Date: Thursday, February 18
Time: 12:00 p.m. – 1:00 p.m. ET
Speakers: Blair Keefe, Eli Monas and Brigitte Goulard
On February 12, OSFI formally announced ambitious changes to the new entry regime for fintechs and provincial credit unions, which could be transformative. These changes were previewed by Superintendent Peter Routledge in a fireside chat1 at the TD Securities Canadian Financial Services Conference on January 30, where he noted that OSFI is “working to shorten approval timelines, provide more transparency on expectations, and make the path to a federal license easier to navigate for institutions that want to compete nationally” and “intends to launch a pilot for the fast-track framework in June 2026 to test our approach”.
In Budget 2025, the federal government noted that “small- and medium-sized banks, as well as provincial and federal credit unions, are critical for consumer choice across Canada”2, signaling the need for additional competition in the banking sector. The new OSFI initiative appears to be a direct response to that policy objective.

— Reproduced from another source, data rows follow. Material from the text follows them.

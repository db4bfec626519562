use std::sync::{
    mpsc::{self, Receiver},
    Arc,
};

use borsh::{BorshDeserialize, BorshSerialize};
use drive_abci::{
    abci::{
        error::HandlerError,
        messages::{
            ProposalStatus, RequestExtendVote, RequestInfo, RequestQuery,
            RequestVerifyVoteExtension, TxAction, VerifyStatus, VoteExtension, VoteExtensionType,
        },
        query::{IdentitiesQuery, IDENTITIES_PATH},
    },
    block_execution::{LastCommitInfo, ThresholdVoteExtension},
    config::Configuration,
    core_chain::{LatestCoreChainLock, SmlTracker},
    events::Event,
    masternodes::identities::{masternode_identifier, operator_identifier},
    storage::KVGet,
    types::{
        crypto_primitives::{double_sha256, sha256, BLS_SIGNATURE_LENGTH},
        data_types::{BlockHeight, CoreHeight, CryptoHash, Identifier, Round},
        masternode::LlmqType,
        platform_state::Identity,
    },
    validator_set::choose_quorum,
};
use log::LevelFilter;

mod common;

use crate::common::{
    executor::{
        withdrawal_transaction, TestTransition, DECODE_ERROR_CODE, IDENTITY_ALREADY_EXISTS_CODE,
    },
    fixtures::{
        application, bls_public_key, bls_signature, chain_lock, configuration, finalize_request,
        identifier, init_chain_request, populated_core, prepare_request, pro_tx_hash,
        process_request, quorum_hash, TestApplication, CORE_TIP, INITIAL_CORE_HEIGHT,
    },
    logging::setup_logger,
    mem_db::MemDB,
};

fn query_identity(app: &TestApplication, id: Identifier) -> Option<Identity> {
    let response = app.query(RequestQuery {
        path: IDENTITIES_PATH.to_string(),
        data: IdentitiesQuery { ids: vec![id] }.try_to_vec().unwrap(),
        prove: false,
    });
    assert_eq!(response.code, 0, "{}", response.log);
    let mut identities = Vec::<Option<Identity>>::try_from_slice(&response.value).unwrap();
    assert_eq!(identities.len(), 1);
    identities.remove(0)
}

fn configuration_with_interval(interval: u64) -> Configuration {
    let mut configuration = configuration();
    configuration.validator_set_rotation_block_interval = interval;
    configuration
}

fn drain(events: &Receiver<Event>) -> Vec<Event> {
    events.try_iter().collect()
}

#[test]
fn block_lifecycle_test() {
    setup_logger(LevelFilter::Trace);

    // 1. Initialize test components.
    let db = MemDB::new();
    let core = populated_core();
    let (events_sender, events) = mpsc::channel();
    let (mut app, _) = application(configuration(), &db, &core, Some(events_sender));

    // 2. Before InitChain the chain is empty, and proposals are refused.
    let info = app.info(RequestInfo::default()).unwrap();
    assert_eq!(info.last_block_height, BlockHeight::new(0));
    assert_eq!(info.last_block_app_hash, None);
    assert!(matches!(
        app.prepare_proposal(prepare_request(1, 0, Vec::new(), INITIAL_CORE_HEIGHT)),
        Err(HandlerError::ChainState(_))
    ));

    // 3. InitChain registers masternode identities and picks the first validator set at the configured
    //    core height.
    let response = app.init_chain(init_chain_request()).unwrap();
    assert_eq!(response.initial_core_height, INITIAL_CORE_HEIGHT);
    assert_eq!(response.validator_set_update.validator_updates.len(), 2);
    assert_eq!(db.write_count(), 1);

    // 3.1. Masternode 1 takes no operator reward, masternode 2 does.
    assert!(query_identity(&app, masternode_identifier(&pro_tx_hash(1))).is_some());
    assert!(query_identity(&app, masternode_identifier(&pro_tx_hash(2))).is_some());
    assert!(query_identity(&app, operator_identifier(&pro_tx_hash(1), &bls_public_key(1))).is_none());
    assert!(query_identity(&app, operator_identifier(&pro_tx_hash(2), &bls_public_key(2))).is_some());
    assert!(drain(&events).iter().any(|event| matches!(
        event,
        Event::SynchronizeMasternodeIdentities(sync) if sync.created_identities == 3
    )));

    // 3.2. Info reports the genesis core height until the first block is committed.
    let info = app.info(RequestInfo::default()).unwrap();
    assert_eq!(info.last_block_height, BlockHeight::new(0));
    assert_eq!(info.last_core_chain_locked_height, INITIAL_CORE_HEIGHT);

    // 3.3. The chain cannot be initialized twice.
    assert!(matches!(
        app.init_chain(init_chain_request()),
        Err(HandlerError::ChainState(_))
    ));

    // 4. The proposer executes its proposal, and proposes Core's newest chain lock.
    let txs = vec![
        TestTransition::RegisterIdentity { id: identifier(1) }.to_tx(),
        vec![0xFF, 0x00, 0x01],
        TestTransition::Withdraw {
            identity_id: identifier(1),
            amount: 5,
        }
        .to_tx(),
    ];
    let prepared = app
        .prepare_proposal(prepare_request(1, 0, txs.clone(), INITIAL_CORE_HEIGHT))
        .unwrap();
    let codes: Vec<u32> = prepared.tx_results.iter().map(|result| result.code).collect();
    assert_eq!(codes, vec![0, DECODE_ERROR_CODE, 0]);
    assert!(prepared
        .tx_records
        .iter()
        .all(|record| record.action == TxAction::Unmodified));
    assert_eq!(prepared.core_chain_lock_update, Some(chain_lock(CORE_TIP)));
    assert!(prepared.validator_set_update.is_none());

    // 4.1. Nothing is committed while proposals execute.
    assert_eq!(db.write_count(), 1);
    assert!(query_identity(&app, identifier(1)).is_none());

    // 5. Chain lock updates that do not advance Core, or that Core cannot verify, are rejected.
    let rejected = app
        .process_proposal(process_request(
            1,
            1,
            txs.clone(),
            INITIAL_CORE_HEIGHT,
            Some(chain_lock(INITIAL_CORE_HEIGHT)),
        ))
        .unwrap();
    assert_eq!(rejected.status, ProposalStatus::Reject);

    core.state().chain_locks_valid = false;
    let rejected = app
        .process_proposal(process_request(
            1,
            1,
            txs.clone(),
            INITIAL_CORE_HEIGHT,
            Some(chain_lock(CORE_TIP)),
        ))
        .unwrap();
    assert_eq!(rejected.status, ProposalStatus::Reject);
    core.state().chain_locks_valid = true;

    // 6. Processing the same proposal yields the same app hash.
    let processed = app
        .process_proposal(process_request(
            1,
            0,
            txs.clone(),
            INITIAL_CORE_HEIGHT,
            Some(chain_lock(CORE_TIP)),
        ))
        .unwrap();
    assert_eq!(processed.status, ProposalStatus::Accept);
    assert_eq!(processed.app_hash, Some(prepared.app_hash));
    assert_eq!(processed.tx_results, prepared.tx_results);

    // 7. The vote is extended with the hash of the queued withdrawal transaction.
    let withdrawal = withdrawal_transaction(&identifier(1), 5);
    let withdrawal_hash = double_sha256(&[&withdrawal]);
    let extended = app.extend_vote(RequestExtendVote {
        hash: CryptoHash::default(),
        height: BlockHeight::new(1),
        round: Round::new(0),
    });
    assert_eq!(
        extended.vote_extensions,
        vec![VoteExtension {
            extension_type: VoteExtensionType::ThresholdRecover,
            extension: withdrawal_hash.bytes().to_vec(),
        }]
    );

    // 7.1. Other validators' extensions are accepted only if they name exactly the same transactions.
    let verify_at = |height: u64, round: u32, vote_extensions: Vec<VoteExtension>| {
        app.verify_vote_extension(RequestVerifyVoteExtension {
            hash: CryptoHash::default(),
            validator_pro_tx_hash: pro_tx_hash(2),
            height: BlockHeight::new(height),
            round: Round::new(round),
            vote_extensions,
        })
        .status
    };
    let verify = |round: u32, vote_extensions: Vec<VoteExtension>| verify_at(1, round, vote_extensions);
    assert_eq!(verify(0, extended.vote_extensions.clone()), VerifyStatus::Accept);
    assert_eq!(verify(0, Vec::new()), VerifyStatus::Reject);
    assert_eq!(
        verify(
            0,
            vec![VoteExtension {
                extension_type: VoteExtensionType::ThresholdRecover,
                extension: vec![1, 2, 3],
            }]
        ),
        VerifyStatus::Reject
    );
    assert_eq!(
        verify(
            0,
            vec![VoteExtension {
                extension_type: VoteExtensionType::ThresholdRecover,
                extension: sha256(&[b"other"]).bytes().to_vec(),
            }]
        ),
        VerifyStatus::Reject
    );

    // 7.2. Peers at another round of the height carry the same withdrawal transactions, and are
    //      verified against the round this node executed. Heights without an executed round reject.
    assert_eq!(verify(5, extended.vote_extensions.clone()), VerifyStatus::Accept);
    assert_eq!(verify(5, Vec::new()), VerifyStatus::Reject);
    assert_eq!(
        verify_at(2, 0, extended.vote_extensions.clone()),
        VerifyStatus::Reject
    );

    // 8. FinalizeBlock commits the round and forwards the signed withdrawal transaction to Core.
    drain(&events);
    app.finalize_block(finalize_request(
        1,
        0,
        vec![ThresholdVoteExtension {
            extension: withdrawal_hash.bytes().to_vec(),
            signature: bls_signature(0xAA),
        }],
    ))
    .unwrap();
    assert_eq!(db.write_count(), 2);

    let sent = core.sent_transactions();
    assert_eq!(sent.len(), 1);
    let unsigned_len = withdrawal.len() - BLS_SIGNATURE_LENGTH;
    assert_eq!(sent[0][..unsigned_len], withdrawal[..unsigned_len]);
    assert_eq!(sent[0][unsigned_len..], bls_signature(0xAA).bytes()[..]);

    let committed: Vec<Event> = drain(&events);
    assert!(committed.iter().any(|event| matches!(
        event,
        Event::CommitBlock(commit) if commit.height == BlockHeight::new(1) && commit.tx_count == 3
    )));

    // 8.1. The block is now visible to Info and Query.
    let info = app.info(RequestInfo::default()).unwrap();
    assert_eq!(info.last_block_height, BlockHeight::new(1));
    assert_eq!(info.last_block_app_hash, Some(prepared.app_hash));
    assert_eq!(info.last_core_chain_locked_height, CORE_TIP);
    assert!(query_identity(&app, identifier(1)).is_some());
    assert_eq!(db.app_hash().unwrap(), Some(prepared.app_hash));

    // 9. A failing transaction leaves no trace, and committed state is seen by later blocks.
    let prepared = app
        .prepare_proposal(prepare_request(
            2,
            0,
            vec![
                TestTransition::RegisterThenFail {
                    id: identifier(2),
                    code: 4100,
                }
                .to_tx(),
                TestTransition::RegisterIdentity { id: identifier(1) }.to_tx(),
            ],
            CORE_TIP,
        ))
        .unwrap();
    let codes: Vec<u32> = prepared.tx_results.iter().map(|result| result.code).collect();
    assert_eq!(codes, vec![4100, IDENTITY_ALREADY_EXISTS_CODE]);
    assert_eq!(prepared.core_chain_lock_update, None);
    app.finalize_block(finalize_request(2, 0, Vec::new())).unwrap();
    assert!(query_identity(&app, identifier(2)).is_none());
    assert_eq!(core.sent_transactions().len(), 1);

    // 10. Requests for rounds or heights that were not executed fail.
    assert!(matches!(
        app.finalize_block(finalize_request(3, 0, Vec::new())),
        Err(HandlerError::UnknownRound { .. })
    ));
    assert!(matches!(
        app.prepare_proposal(prepare_request(5, 0, Vec::new(), CORE_TIP)),
        Err(HandlerError::UnexpectedHeight { .. })
    ));
}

The time period for a fintech to incorporate a new bank or trust company (collectively a “bank” for ease of reference) or for a provincial credit union to continue as a federal credit union (an FCU, but also referred to herein as a “bank” for ease of reference) has been taking 3-5 years or longer (depending on whether you measure the starting date from the time of initial discussions with OSFI or the filing of a formal application), and this has for some been a significant deterrent to pursuing a federal charter.
The applicable legislation contemplates a two-phase bank incorporation process in which the applicant first seeks approval for the issuance of Letters Patent of Incorporation (Letters Patent) from the Minister of Finance (Canada) (MoF), and then the incorporated bank obtains an order to commence and carry on business (OCCB) from the Office of the Superintendent of Financial Institutions (OSFI) within one year following the date of the Letters Patent3.
Notably, about 12-14 years ago, OSFI established a pre-application phase in which a potential applicant would provide a streamlined package of materials, including a business plan, and OSFI would review and provide a letter setting out its expectations on what needed to be addressed in a formal application prior to obtaining a recommendation from OSFI to the MoF for the issuance of the Letters Patent.
This pre-application phase was established in response to criticism that OSFI had received from applicants who had spent several years (and millions of dollars) in the application process developing policies, procedures, controls, etc. to satisfy OSFI’s expectations, but then received feedback late in the process that would not be feasible to implement (e.g., the required leverage and capital ratios or other constraints that OSFI decided it would need to impose on the new bank). While very well intended, this pre-application phase ended up increasing the timeline for incorporation by at least another year.
As a result, numerous fintech clients have chosen not to contact OSFI or commence the process because the nature of their business (and the environment in which they operate) cannot tolerate waiting 3-4 years or longer for a banking license. Instead, many fintechs have opted to offer financial products and services through other means, such as partnerships with licensed financial institutions.
The lengthy time period is similarly problematic for a number of provincial credit unions that have likely grown too large and complex for their regulatory environment (including their respective deposit insurance funds) and would be much better positioned as an FCU4. Relatedly, the need for scale to be able to cover the costs of new technologies has become problematic for credit unions as they seek to attract the next generation of members—a federal charter allows expansion beyond provincial borders and enables mergers with other federal credit unions headquartered (and with primary operations) in another province, diversifying the customer base and the risk profile.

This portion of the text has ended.